Something is fishy in San Francisco as people in several neighborhoods, say that small fish have been found in odd places-like roofs, on sidewalks, on park trails, and on windshields of parked cars. It doesn’t smell of crime though. Experts said they are smelt and they suspect that birds like pelicans are just dropping their huge loads of the four- to six-inch-fish as the fly toward their nests.

The decision on Roe Vs. Wade could be coming, so Calif. is allowing for the expansion of abortion care. The state’s also looking at ways to protect abortion providers as the state’s expecting a lot of demand from out-of-state women. The Bay Area News Group reports the procedures demand has been on the decline in Calif., but the state is seen as a safe haven for many who would have to leave their home state for the procedure. Leaked documents earlier this year showed the Supreme Court was likely overturning the law by ruling on a new Mississippi abortion law, expected this month or early next.

Pacific Gas and Electric Company says their Enhanced Powerline Safety Settings (EPSS) are protecting as many as 3 million people in high-risk fire areas in their service area. That adds up to about 1 million customers who will see immediate power downs, within one tenth of a second if something comes into contact with their equipment. The company said this would help reduce wildfires and now says there were 170 circuits with this ability last year. And with that, the company says they saw an 80% reduction in reportable ignitions in High Fire Threat Districts, compared to the previous three-year average.

A group of residents in the county have formed Climate Action Mendocino. They came together about four to five years ago to create the 2022 Climate Emergency Resolution for Ukiah. This declared a climate emergency, which the Ukiah City Council passed unanimously last week. Mendo Voice reports that means the city will beef up its renewable power sources and energy-efficient lighting; maintain wild lands; promote biodiversity and carbon sequestration; and expand sustainable water practices. One of the founding members of Climate Action Mendocino says the city was very receptive to them. So, they adapted resolutions from Sonoma County for Ukiah’s unique needs and circumstances. So now the city has a blueprint of how to move forward to protect the environment.

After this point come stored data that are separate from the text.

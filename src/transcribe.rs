/**
 * MIT License
 *
 * podscan - Copyright (c) 2025 podscan developers
 *
 * Permission is hereby granted, free of charge, to any person obtaining a copy
 * of this software and associated documentation files (the "Software"), to deal
 * in the Software without restriction, including without limitation the rights
 * to use, copy, modify, merge, publish, distribute, sublicense, and/or sell
 * copies of the Software, and to permit persons to whom the Software is
 * furnished to do so, subject to the following conditions:
 *
 * The above copyright notice and this permission notice shall be included in all
 * copies or substantial portions of the Software.
 *
 * THE SOFTWARE IS PROVIDED "AS IS", WITHOUT WARRANTY OF ANY KIND, EXPRESS OR
 * IMPLIED, INCLUDING BUT NOT LIMITED TO THE WARRANTIES OF MERCHANTABILITY,
 * FITNESS FOR A PARTICULAR PURPOSE AND NONINFRINGEMENT. IN NO EVENT SHALL THE
 * AUTHORS OR COPYRIGHT HOLDERS BE LIABLE FOR ANY CLAIM, DAMAGES OR OTHER
 * LIABILITY, WHETHER IN AN ACTION OF CONTRACT, TORT OR OTHERWISE, ARISING FROM,
 * OUT OF OR IN CONNECTION WITH THE SOFTWARE OR THE USE OR OTHER DEALINGS IN THE
 * SOFTWARE.
 */
use log::{info, warn};
use reqwest::blocking::multipart::Form;
use reqwest::blocking::Client;
use reqwest::header::RETRY_AFTER;
use std::collections::HashMap;
use std::fs;
use std::path::{Path, PathBuf};
use std::process::Command;
use std::time::Duration;
use tempfile::TempDir;
use thiserror::Error;

use crate::config::Settings;
use crate::db::Database;
use crate::retry::parse_retry_after_seconds;

pub const PROVIDER_KEY: &str = "transcription.provider";
pub const EXTERNAL_URL_KEY: &str = "transcription.external_url";
pub const EXTERNAL_API_KEY_KEY: &str = "transcription.external_api_key";
pub const MODEL_KEY: &str = "transcription.model";

pub const SETTING_KEYS: [&str; 4] = [
    PROVIDER_KEY,
    EXTERNAL_URL_KEY,
    EXTERNAL_API_KEY_KEY,
    MODEL_KEY,
];

#[derive(Clone, Copy, Debug, Eq, PartialEq)]
pub enum Provider {
    Local,
    External,
}

impl Provider {
    pub fn as_str(self) -> &'static str {
        match self {
            Self::Local => "local",
            Self::External => "external",
        }
    }

    /// Anything that is not an external/cloud selection falls back to local.
    pub fn normalize(raw: &str) -> Self {
        match raw {
            "external" | "cloud" => Self::External,
            _ => Self::Local,
        }
    }
}

/// The live transcription routing, merged from the app_settings store over
/// the static configuration.
#[derive(Clone, Debug)]
pub struct TranscriptionConfig {
    pub provider: Provider,
    pub external_url: String,
    pub external_api_key: String,
    pub model: String,
}

#[derive(Debug, Error)]
pub enum TranscribeError {
    #[error(
        "transcription upload rejected as too large: {} (configured max {} for external uploads)",
        format_mb(*.size),
        format_mb(*.max)
    )]
    UploadTooLarge { size: u64, max: u64 },
    #[error(
        "chunk {chunk} is too large for external transcription: {} (max {}); \
         reduce chunk seconds or bitrate",
        format_mb(*.size),
        format_mb(*.max)
    )]
    ChunkTooLarge { chunk: String, size: u64, max: u64 },
    #[error("ffmpeg is required for chunked external transcription but is not installed")]
    TranscoderMissing,
    #[error("failed to chunk audio for transcription: {0}")]
    Transcoder(String),
    /// Non-2xx transcription response. 429 keeps its Retry-After seconds so
    /// the pipeline's countdown classifier can honor it.
    #[error("transcription request failed with status {status}")]
    Http { status: u16, retry_after: Option<u64> },
    #[error("transcription request failed: {0}")]
    Transport(#[from] reqwest::Error),
    #[error(transparent)]
    Io(#[from] std::io::Error),
}

/// Reads the live app settings and resolves the effective routing.
pub fn runtime_config(db: &Database, settings: &Settings) -> rusqlite::Result<TranscriptionConfig> {
    let stored = db.app_settings(&SETTING_KEYS)?;
    Ok(resolve_config(&stored, settings))
}

pub fn resolve_config(
    stored: &HashMap<String, Option<String>>,
    settings: &Settings,
) -> TranscriptionConfig {
    let provider = stored
        .get(PROVIDER_KEY)
        .and_then(|v| v.as_deref())
        .unwrap_or(&settings.transcription_provider);
    let provider = Provider::normalize(provider);

    let external_url = stored
        .get(EXTERNAL_URL_KEY)
        .and_then(|v| v.clone())
        .filter(|v| !v.is_empty())
        .unwrap_or_else(|| default_external_url(settings));

    // A stored key row wins even when blank (the user cleared it); only a
    // missing row falls back to the static configuration.
    let external_api_key = match stored.get(EXTERNAL_API_KEY_KEY) {
        Some(value) => value.clone().unwrap_or_default(),
        None => settings.cloud_transcription_api_key.clone(),
    };

    let model = stored
        .get(MODEL_KEY)
        .and_then(|v| v.clone())
        .filter(|v| !v.is_empty())
        .unwrap_or_else(|| settings.transcription_model.clone());

    TranscriptionConfig {
        provider,
        external_url,
        external_api_key,
        model,
    }
}

pub fn default_external_url(settings: &Settings) -> String {
    format!(
        "{}/audio/transcriptions",
        settings.cloud_transcription_base_url.trim_end_matches('/')
    )
}

/// Transcribes the audio file, chunking it through ffmpeg first when it
/// exceeds the external upload cap.
pub fn transcribe_audio(
    config: &TranscriptionConfig,
    settings: &Settings,
    audio_path: &Path,
) -> Result<String, TranscribeError> {
    let (url, api_key) = match config.provider {
        Provider::External => {
            let key = Some(config.external_api_key.as_str()).filter(|k| !k.is_empty());
            (config.external_url.clone(), key)
        }
        Provider::Local => (
            format!(
                "{}/v1/audio/transcriptions",
                settings.whisper_api_url.trim_end_matches('/')
            ),
            None,
        ),
    };

    let client = Client::builder()
        .timeout(Duration::from_secs(settings.transcription_timeout_seconds))
        .build()?;

    let file_size = fs::metadata(audio_path)?.len();
    let max_upload = settings.transcription_external_max_upload_bytes;
    info!(
        "transcribing {} ({}) via provider={} url={} model={}",
        audio_path.display(),
        format_mb(file_size),
        config.provider.as_str(),
        url,
        config.model
    );

    let result = if config.provider == Provider::External && file_size > max_upload {
        info!(
            "audio exceeds external upload max ({} > {}); chunking for transcription",
            format_mb(file_size),
            format_mb(max_upload)
        );
        transcribe_chunked(&client, &url, api_key, config, settings, audio_path, max_upload)
    } else {
        submit_request(&client, &url, api_key, &config.model, audio_path)
    };

    match result {
        Err(TranscribeError::Http { status: 413, .. }) => Err(TranscribeError::UploadTooLarge {
            size: file_size,
            max: max_upload,
        }),
        other => other,
    }
}

fn transcribe_chunked(
    client: &Client,
    url: &str,
    api_key: Option<&str>,
    config: &TranscriptionConfig,
    settings: &Settings,
    audio_path: &Path,
    max_upload: u64,
) -> Result<String, TranscribeError> {
    let chunk_seconds = settings.transcription_external_chunk_seconds.max(60);
    let bitrate_kbps = settings.transcription_external_chunk_bitrate_kbps.max(16);
    let (tmpdir, chunks) = split_into_chunks(audio_path, chunk_seconds, bitrate_kbps, max_upload)?;
    let text = transcribe_chunks(client, url, api_key, &config.model, &chunks);
    drop(tmpdir);
    text
}

/// Uploads the chunks in order and joins their transcripts with a single
/// line separator.
fn transcribe_chunks(
    client: &Client,
    url: &str,
    api_key: Option<&str>,
    model: &str,
    chunks: &[PathBuf],
) -> Result<String, TranscribeError> {
    let mut texts = Vec::new();
    for (index, chunk) in chunks.iter().enumerate() {
        info!(
            "transcribing chunk {}/{} ({})",
            index + 1,
            chunks.len(),
            format_mb(fs::metadata(chunk)?.len())
        );
        let text = submit_request(client, url, api_key, model, chunk)?;
        if !text.is_empty() {
            texts.push(text);
        }
    }
    Ok(texts.join("\n").trim().to_string())
}

fn submit_request(
    client: &Client,
    url: &str,
    api_key: Option<&str>,
    model: &str,
    audio_path: &Path,
) -> Result<String, TranscribeError> {
    let form = Form::new()
        .text("model", model.to_string())
        .text("response_format", "text")
        .file("file", audio_path)?;

    let mut request = client.post(url).multipart(form);
    if let Some(key) = api_key {
        request = request.bearer_auth(key);
    }

    let response = request.send()?;
    let status = response.status();
    if !status.is_success() {
        let retry_after = response
            .headers()
            .get(RETRY_AFTER)
            .and_then(|v| v.to_str().ok())
            .and_then(parse_retry_after_seconds);
        return Err(TranscribeError::Http {
            status: status.as_u16(),
            retry_after,
        });
    }

    Ok(response.text()?.trim().to_string())
}

/// Splits the audio into sequential mono 16 kHz chunks and validates every
/// chunk against the upload cap. The TempDir removes the staging directory
/// on every exit path.
fn split_into_chunks(
    audio_path: &Path,
    chunk_seconds: u32,
    bitrate_kbps: u32,
    max_upload_bytes: u64,
) -> Result<(TempDir, Vec<PathBuf>), TranscribeError> {
    let tmpdir = tempfile::Builder::new()
        .prefix("podscan-chunks-")
        .tempdir()?;
    let pattern = tmpdir.path().join("chunk_%04d.mp3");

    let output = Command::new("ffmpeg")
        .args(["-hide_banner", "-loglevel", "error", "-y", "-i"])
        .arg(audio_path)
        .args(["-vn", "-ac", "1", "-ar", "16000", "-b:a"])
        .arg(format!("{bitrate_kbps}k"))
        .args(["-f", "segment", "-segment_time"])
        .arg(chunk_seconds.to_string())
        .args(["-reset_timestamps", "1"])
        .arg(&pattern)
        .output();

    let output = match output {
        Ok(output) => output,
        Err(err) if err.kind() == std::io::ErrorKind::NotFound => {
            return Err(TranscribeError::TranscoderMissing)
        }
        Err(err) => return Err(err.into()),
    };

    if !output.status.success() {
        let stderr = String::from_utf8_lossy(&output.stderr).trim().to_string();
        let detail = if stderr.is_empty() {
            format!("ffmpeg exited with {}", output.status)
        } else {
            stderr
        };
        return Err(TranscribeError::Transcoder(detail));
    }

    let chunks = collect_chunks(tmpdir.path())?;
    validate_chunks(&chunks, max_upload_bytes)?;
    Ok((tmpdir, chunks))
}

fn collect_chunks(dir: &Path) -> Result<Vec<PathBuf>, TranscribeError> {
    let mut chunks: Vec<PathBuf> = fs::read_dir(dir)?
        .filter_map(|entry| entry.ok().map(|e| e.path()))
        .filter(|path| {
            path.file_name()
                .and_then(|n| n.to_str())
                .map_or(false, |n| n.starts_with("chunk_") && n.ends_with(".mp3"))
        })
        .collect();
    chunks.sort();

    if chunks.is_empty() {
        return Err(TranscribeError::Transcoder(
            "no chunks were generated".to_string(),
        ));
    }
    Ok(chunks)
}

fn validate_chunks(chunks: &[PathBuf], max_upload_bytes: u64) -> Result<(), TranscribeError> {
    for chunk in chunks {
        let size = fs::metadata(chunk)?.len();
        if size > max_upload_bytes {
            warn!("chunk {} exceeds the upload cap", chunk.display());
            return Err(TranscribeError::ChunkTooLarge {
                chunk: chunk
                    .file_name()
                    .map(|n| n.to_string_lossy().into_owned())
                    .unwrap_or_default(),
                size,
                max: max_upload_bytes,
            });
        }
    }
    Ok(())
}

fn format_mb(num_bytes: u64) -> String {
    format!("{:.1}MB", num_bytes as f64 / (1024.0 * 1024.0))
}
//! Keyword detection over transcript text.

use log::warn;
use regex::RegexBuilder;
use serde::{Deserialize, Serialize};
use uuid::Uuid;

use crate::db::{Keyword, MatchType};

/// Chars of context kept around a match on each side.
pub const SEGMENT_RADIUS: usize = 300;

#[derive(Clone, Debug, Eq, PartialEq, Serialize, Deserialize)]
pub struct KeywordMatch {
    pub keyword_id: Uuid,
    pub phrase: String,
    /// The verbatim substring at the match site, original casing preserved.
    pub matched_text: String,
    pub transcript_segment: String,
}

/// Scans the transcript once per keyword under its match policy. Matches
/// within one keyword are non-overlapping; output order is keywords in input
/// order, matches in ascending position. A keyword whose pattern does not
/// compile is skipped, never failing the episode.
pub fn detect_keywords(transcript: &str, keywords: &[Keyword]) -> Vec<KeywordMatch> {
    let mut matches = Vec::new();

    for keyword in keywords {
        let pattern = match keyword.match_type {
            MatchType::Contains => regex::escape(&keyword.phrase),
            MatchType::ExactWord => format!(r"\b{}\b", regex::escape(&keyword.phrase)),
            MatchType::Regex => keyword.phrase.clone(),
        };
        let regex = match RegexBuilder::new(&pattern).case_insensitive(true).build() {
            Ok(regex) => regex,
            Err(err) => {
                warn!("invalid pattern for keyword '{}': {err}", keyword.phrase);
                continue;
            }
        };

        for found in regex.find_iter(transcript) {
            matches.push(KeywordMatch {
                keyword_id: keyword.id,
                phrase: keyword.phrase.clone(),
                matched_text: found.as_str().to_string(),
                transcript_segment: extract_segment(transcript, found.start(), found.end()),
            });
        }
    }

    matches
}

/// `text[max(0, start-radius)..min(len, end+radius)]` measured in
/// characters, with `...` affixed on any side that was truncated. The window
/// is a character count, so multibyte transcripts get the same amount of
/// context as ASCII ones.
pub fn extract_segment(text: &str, match_start: usize, match_end: usize) -> String {
    let seg_start = chars_back(text, match_start, SEGMENT_RADIUS);
    let seg_end = chars_forward(text, match_end, SEGMENT_RADIUS);

    let prefix = if seg_start > 0 { "..." } else { "" };
    let suffix = if seg_end < text.len() { "..." } else { "" };
    format!("{prefix}{}{suffix}", &text[seg_start..seg_end])
}

/// Byte index `count` characters before `from` (a char boundary), clamped to
/// the start of the text.
fn chars_back(text: &str, from: usize, count: usize) -> usize {
    text[..from]
        .char_indices()
        .rev()
        .take(count)
        .last()
        .map_or(from, |(index, _)| index)
}

/// Byte index `count` characters after `from`, clamped to the end.
fn chars_forward(text: &str, from: usize, count: usize) -> usize {
    text[from..]
        .char_indices()
        .nth(count)
        .map_or(text.len(), |(index, _)| from + index)
}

After the pandemic lockdown a bunch of people applied for unemployment in the state. And a lot of the claims turned out to be bogus. The state reports getting back as much as $1.1 billion in unused unemployment benefits this week. The money was parked in nearly 800,000 Bank of America debit cards that were never used. State officials got with officials at the bank to be sure the money wasn’t for legitimate claims and once all was confirmed, the state took the money back. State officials can’t confirm why the money wasn’t used. There were other fraudulent claims outside of the state too, but Calif. was reported to be the largest victim of fraudulent unemployment, with most of the money going back to the U.S. government, not the state.

In Clearlake, a bit of stinky work for police. One of the agency’s officers, Sergeant Ramirez came upon a stuck skunk. Mendo Fever reports the animal had stuffed itself into a bait box. The skunk’s head was stuck and it was dragging the box with it as it trotted around. Officer Ramirez along with his K9 partner Eagle got the skunk out of the box without spraying the pair.

Cal Fire reports being ready for peak wildfire season by staffing up across the state and working on fuel reduction and forest health projects. This means Cal Fire is staffed up 24/7. They also have all aircraft ready and staffed. They report nearly 111,000 acres have been prepared for the peak wildfire season, which is way more than their goal of 100,000 acres by 2025. The Cal Fire Chief says they’re ramping up for a year round fire season. And the Governor commented they are taking aggressive action to protect communities and make forests more resilient. But he says there’s still a lot of work to do.